With Congress about to return for a final push before the midterm elections in November, one topic on everyone’s lips is so-called corporate inversions. The practice, where a large U.S. company buys a smaller foreign company in order to relocate to avoid paying U.S. corporate taxes, isn’t new, but it is growing. That it has become a problem again is another symptom of our out-of-date tax code.

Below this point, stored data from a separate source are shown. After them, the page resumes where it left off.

//! Time- and size-bounded cache of extracted document text keyed by URL.
//!
//! Expired entries are ignored by reads and swept on the next write.  When a
//! write finds the cache full after the sweep, the least recently read
//! entries are evicted first.

use std::collections::HashMap;
use std::sync::{Mutex, MutexGuard};
use std::time::{Duration, Instant};

#[derive(Clone, Debug)]
struct CacheEntry {
    content: String,
    created_at: Instant,
    last_accessed_at: Instant,
}

impl CacheEntry {
    fn is_fresh(&self, now: Instant, ttl: Duration) -> bool {
        now.saturating_duration_since(self.created_at) < ttl
    }
}

pub struct ContentCache {
    name: &'static str,
    ttl: Duration,
    max_entries: usize,
    entries: Mutex<HashMap<String, CacheEntry>>,
}

impl ContentCache {
    pub fn new(name: &'static str, ttl: Duration, max_entries: usize) -> Self {
        Self {
            name,
            ttl,
            max_entries,
            entries: Mutex::new(HashMap::new()),
        }
    }

    pub fn get(&self, key: &str) -> Option<String> {
        self.get_at(key, Instant::now())
    }

    pub fn set(&self, key: &str, content: String) {
        self.set_at(key, content, Instant::now())
    }

    /// Look up `key` as of `now`, touching its recency on a hit.
    pub fn get_at(&self, key: &str, now: Instant) -> Option<String> {
        let mut entries = self.lock();
        let entry = entries.get_mut(key)?;
        if !entry.is_fresh(now, self.ttl) {
            return None;
        }
        entry.last_accessed_at = now;
        Some(entry.content.clone())
    }

    /// Insert or overwrite `key` as of `now`.
    pub fn set_at(&self, key: &str, content: String, now: Instant) {
        let mut entries = self.lock();
        let ttl = self.ttl;
        entries.retain(|_, entry| entry.is_fresh(now, ttl));

        if entries.len() >= self.max_entries && !entries.contains_key(key) {
            let mut by_recency: Vec<(String, Instant)> = entries
                .iter()
                .map(|(k, e)| (k.clone(), e.last_accessed_at))
                .collect();
            by_recency.sort_by_key(|(_, at)| *at);
            let mut evicted = 0usize;
            for (k, _) in by_recency {
                if entries.len() < self.max_entries {
                    break;
                }
                entries.remove(&k);
                evicted += 1;
            }
            tracing::debug!(
                cache = self.name,
                evicted,
                "content cache evicted least recently used entries"
            );
        }

        entries.insert(
            key.to_string(),
            CacheEntry {
                content,
                created_at: now,
                last_accessed_at: now,
            },
        );
    }

    /// Number of stored entries, expired ones included until the next write.
    pub fn len(&self) -> usize {
        self.lock().len()
    }

    pub fn is_empty(&self) -> bool {
        self.len() == 0
    }

    fn lock(&self) -> MutexGuard<'_, HashMap<String, CacheEntry>> {
        // A panic while holding the lock cannot leave an entry half-written.
        self.entries.lock().unwrap_or_else(|poisoned| poisoned.into_inner())
    }
}

#[cfg(test)]
mod tests {
    use super::*;

    const DAY: Duration = Duration::from_secs(24 * 3600);

    #[test]
    fn hit_before_ttl_and_miss_after() {
        let cache = ContentCache::new("datasheet", DAY, 10);
        let t0 = Instant::now();
        cache.set_at("https://x/a.pdf", "alpha".into(), t0);
        assert_eq!(cache.get_at("https://x/a.pdf", t0 + DAY / 2).as_deref(), Some("alpha"));
        assert_eq!(cache.get_at("https://x/a.pdf", t0 + DAY), None);
        // Expired entries linger until the next write.
        assert_eq!(cache.len(), 1);
    }

    #[test]
    fn evicts_least_recently_read_entry() {
        let cache = ContentCache::new("datasheet", DAY, 2);
        let t0 = Instant::now();
        let s = Duration::from_secs(1);
        cache.set_at("A", "a".into(), t0);
        cache.set_at("B", "b".into(), t0 + s);
        assert!(cache.get_at("A", t0 + 2 * s).is_some());
        cache.set_at("C", "c".into(), t0 + 3 * s);
        assert_eq!(cache.len(), 2);
        assert!(cache.get_at("A", t0 + 4 * s).is_some());
        assert!(cache.get_at("B", t0 + 4 * s).is_none());
        assert!(cache.get_at("C", t0 + 4 * s).is_some());
    }

    #[test]
    fn write_sweeps_expired_entries_before_evicting() {
        let cache = ContentCache::new("datasheet", Duration::from_secs(10), 2);
        let t0 = Instant::now();
        cache.set_at("old", "o".into(), t0);
        cache.set_at("recent", "r".into(), t0 + Duration::from_secs(8));
        cache.set_at("new", "n".into(), t0 + Duration::from_secs(12));
        assert_eq!(cache.len(), 2);
        assert!(cache.get_at("recent", t0 + Duration::from_secs(13)).is_some());
    }

    #[test]
    fn overwrite_restarts_ttl() {
        let cache = ContentCache::new("page", Duration::from_secs(10), 4);
        let t0 = Instant::now();
        cache.set_at("k", "v1".into(), t0);
        cache.set_at("k", "v2".into(), t0 + Duration::from_secs(9));
        assert_eq!(cache.get_at("k", t0 + Duration::from_secs(15)).as_deref(), Some("v2"));
    }
}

In the late 1990s and early 2000s, companies relocated to Bermuda and the Cayman Islands, well-known tax havens. In response, Congress passed the American Jobs Creation Act of 2004, which denied tax benefits to the “new” company if it was still owned by 80 percent or more of the former stockholders. In recent years, this threshold and other limits set by Congress have been overtaken by a “second wave” of inversions. Forty-seven corporate inversions have occurred in the last 10 years, with others in the works.

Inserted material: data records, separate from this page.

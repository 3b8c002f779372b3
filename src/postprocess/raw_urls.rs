use memchr::memmem;
use once_cell::sync::Lazy;
use regex::Regex;

use super::markup::{self, Link, Segment};
use super::{LinkConfig, LinkContext, Stage};

static BARE_URL_RE: Lazy<Regex> =
    Lazy::new(|| Regex::new(r#"(?i)https?://[^\s<>"'()\[\]]+"#).unwrap());

const TRAILING_PUNCTUATION: &[char] = &['.', ',', ';', ':', '!', '?'];

/// Wraps bare `http(s)://` URLs found outside link markup in a link whose
/// label is guessed from the URL itself.
pub struct RawUrlStage;

impl Stage for RawUrlStage {
    fn name(&self) -> &'static str {
        "raw_urls"
    }

    fn apply(&self, text: String, ctx: &LinkContext<'_>) -> String {
        let lower = text.to_ascii_lowercase();
        if memmem::find(lower.as_bytes(), b"http").is_none() {
            return text;
        }
        markup::rewrite(&text, |seg| match seg {
            Segment::Text(t) => link_bare_urls(&t, ctx.cfg),
            link => vec![link],
        })
    }
}

pub(crate) fn link_bare_urls(text: &str, cfg: &LinkConfig) -> Vec<Segment> {
    let mut out = Vec::new();
    let mut last = 0;
    for m in BARE_URL_RE.find_iter(text) {
        let url = m.as_str().trim_end_matches(TRAILING_PUNCTUATION);
        if !markup::is_absolute_url(url) {
            continue;
        }
        if m.start() > last {
            out.push(Segment::Text(text[last..m.start()].to_string()));
        }
        out.push(Segment::Link(Link::new(label_for(url, cfg), url)));
        last = m.start() + url.len();
    }
    if last < text.len() {
        out.push(Segment::Text(text[last..].to_string()));
    }
    out
}

/// Plain-text replacement for a demoted link.  A URL inside the label is
/// linked straight away so no bare URL survives the stage that demoted it.
pub(crate) fn demote(label: &str, cfg: &LinkConfig) -> Vec<Segment> {
    if memmem::find(label.to_ascii_lowercase().as_bytes(), b"http").is_none() {
        return vec![Segment::Text(label.to_string())];
    }
    link_bare_urls(label, cfg)
}

/// Visible text for a bare URL, sniffed from the URL.
pub fn label_for(url: &str, cfg: &LinkConfig) -> String {
    let lower = url.to_lowercase();
    let host = cfg.site_host().to_lowercase();
    if lower.contains("rfq-form") {
        cfg.quote_label().to_string()
    } else if lower.contains("datasheet") || lower.contains(".pdf") {
        cfg.datasheet_label().to_string()
    } else if !host.is_empty() && lower.contains(&host) {
        "product page".to_string()
    } else {
        "here".to_string()
    }
}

But for all the sound and fury coming from lawmakers and the administration about these “unpatriotic” corporations, it should be no surprise that companies are trying to reduce their taxes. The U.S. tax code, as it is written now, is full of incentives based sometimes on politics and sometimes on policies. It contains loopholes and inefficiencies that create uncertainty, distort decision-making and undercut the ability of the government to collect revenue. Many corporations pay far below the 35 percent statutory corporate tax rate, so while lowering their overall rate of taxation may be one motive for moving abroad, it oversimplifies the phenomenon to assume it is the only motivation.

 

While U.S. companies pay U.S. tax on foreign earnings, the tax code allows these companies to defer payment of taxes on those earnings until they bring them back to the U.S. U.S. companies have accumulated an estimated $2 trillion in earnings that are indefinitely parked overseas. Some companies likely parked these funds overseas to wait for another repatriation holiday, which allows companies a one-off chance to bring these funds back to the U.S. at a deeply discounted rate. The last repatriation holiday in 2004 allowed foreign earnings to return to the U.S. and be taxed at a rate of 5.25 percent. 

But it has been 10 years since that last holiday, so for companies under pressure from shareholders to do something with this money, inverting to Ireland, for example, would allow them to pay out the cash in dividends or invest in U.S. assets without incurring those U.S. taxes. Win for shareholders, but a big loss for the U.S. Treasury.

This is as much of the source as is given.